Daniel Engber in The Atlantic:
In the spring, just before the launch of Fatherly, a Clemson University student’s viral essay introduced the world to the phrase and image of the dad bod: “a nice balance between a beer gut and working out,” as she put it. Soon dad bod was the subject of hundreds of newspaper stories, including five in The Washington Post alone. But as the phrase’s popularity increased, so did debates about its meaning. Was the dad bod hard or soft? Was it imposing or forgiving? Was it just a state of mind, or was it—as Men’s Health suggested—a dangerous reality? (“Face it: The dad bod is just a precursor to dead bod,” the magazine’s editor proclaimed.)

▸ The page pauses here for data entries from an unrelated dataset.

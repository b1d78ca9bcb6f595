pub mod border;
pub mod config;
pub mod entity;
pub mod math;
pub mod messages;
pub mod particle;
pub mod relation;
pub mod text;

use anyhow::Context;
use serde::de::DeserializeOwned;
use std::{
    fs,
    path::Path,
};

/// Blocking IO, must not be used directly in async
pub fn read_ron_file<T>(path: impl AsRef<Path> + std::fmt::Debug) -> Result<T, anyhow::Error>
where
    T: DeserializeOwned,
{
    let string =
        fs::read_to_string(path.as_ref()).with_context(|| format!("reading {:?}", &path))?;
    let data = ron::from_str::<T>(&string).with_context(|| format!("parsing {:?}", &path))?;

    Ok(data)
}
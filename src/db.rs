//! Database connection management
//!
//! Pool creation (with TLS for managed hosts) and schema bootstrap.

pub mod queries;
mod store;

pub use store::PgProposalStore;

use crate::config::DatabaseConfig;
use crate::error::AppError;
use deadpool_postgres::{Config, ManagerConfig, Pool, RecyclingMethod, Runtime};
use tokio_postgres::NoTls;
use tracing::info;

/// Build the pool and check it answers
pub async fn create_pool(config: &DatabaseConfig) -> Result<Pool, AppError> {
    let mut cfg = Config::new();
    cfg.host = Some(config.host.clone());
    cfg.port = Some(config.port);
    cfg.user = Some(config.user.clone());
    cfg.password = Some(config.password.clone());
    cfg.dbname = Some(config.database.clone());
    cfg.pool = Some(deadpool_postgres::PoolConfig::new(config.max_pool_size));
    cfg.manager = Some(ManagerConfig {
        recycling_method: RecyclingMethod::Fast,
    });

    let use_tls = config.requires_tls();
    let pool = if use_tls {
        let certs = rustls_native_certs::load_native_certs();
        let mut root_store = rustls::RootCertStore::empty();
        for cert in certs.certs {
            root_store.add(cert).ok();
        }

        let tls_config = rustls::ClientConfig::builder()
            .with_root_certificates(root_store)
            .with_no_client_auth();

        let tls = tokio_postgres_rustls::MakeRustlsConnect::new(tls_config);
        cfg.create_pool(Some(Runtime::Tokio1), tls)
            .map_err(|e| AppError::Internal(format!("Failed to create TLS pool: {}", e)))?
    } else {
        cfg.create_pool(Some(Runtime::Tokio1), NoTls)
            .map_err(|e| AppError::Internal(format!("Failed to create pool: {}", e)))?
    };

    // Test connection
    let client = pool.get().await?;
    client.query_one("SELECT 1", &[]).await?;
    drop(client);

    info!(
        "✅ Database connection successful ({}:{}/{}, TLS: {})",
        config.host, config.port, config.database, use_tls
    );
    Ok(pool)
}

/// Create tables and indexes if they don't exist
pub async fn init_schema(pool: &Pool) -> Result<(), AppError> {
    let client = pool.get().await?;
    client.batch_execute(queries::CREATE_PROPOSALS_TABLE).await?;
    client.batch_execute(queries::CREATE_PROPOSALS_INDEXES).await?;
    info!("✅ Database tables initialized");
    Ok(())
}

Everybody knew that dads used to earn a living; that they used to love their children from afar; and that when the need arose, they used to be the ones who doled out punishment. But what were dads supposed to do today? “In former times, the definition of a man was you went to work every day, you worked with your muscles, you brought home a paycheck, and that was about it,” the clinical psychologist Thomas J. Harbin would explain to Fatherly a few years later. “What it is to be a man now is in flux, and I think that’s unsettling to a lot of men.” Indeed, modern dads were left to flounder in a half-developed masculinity: Their roles were changing, but their roles hadn’t fully changed.
More here.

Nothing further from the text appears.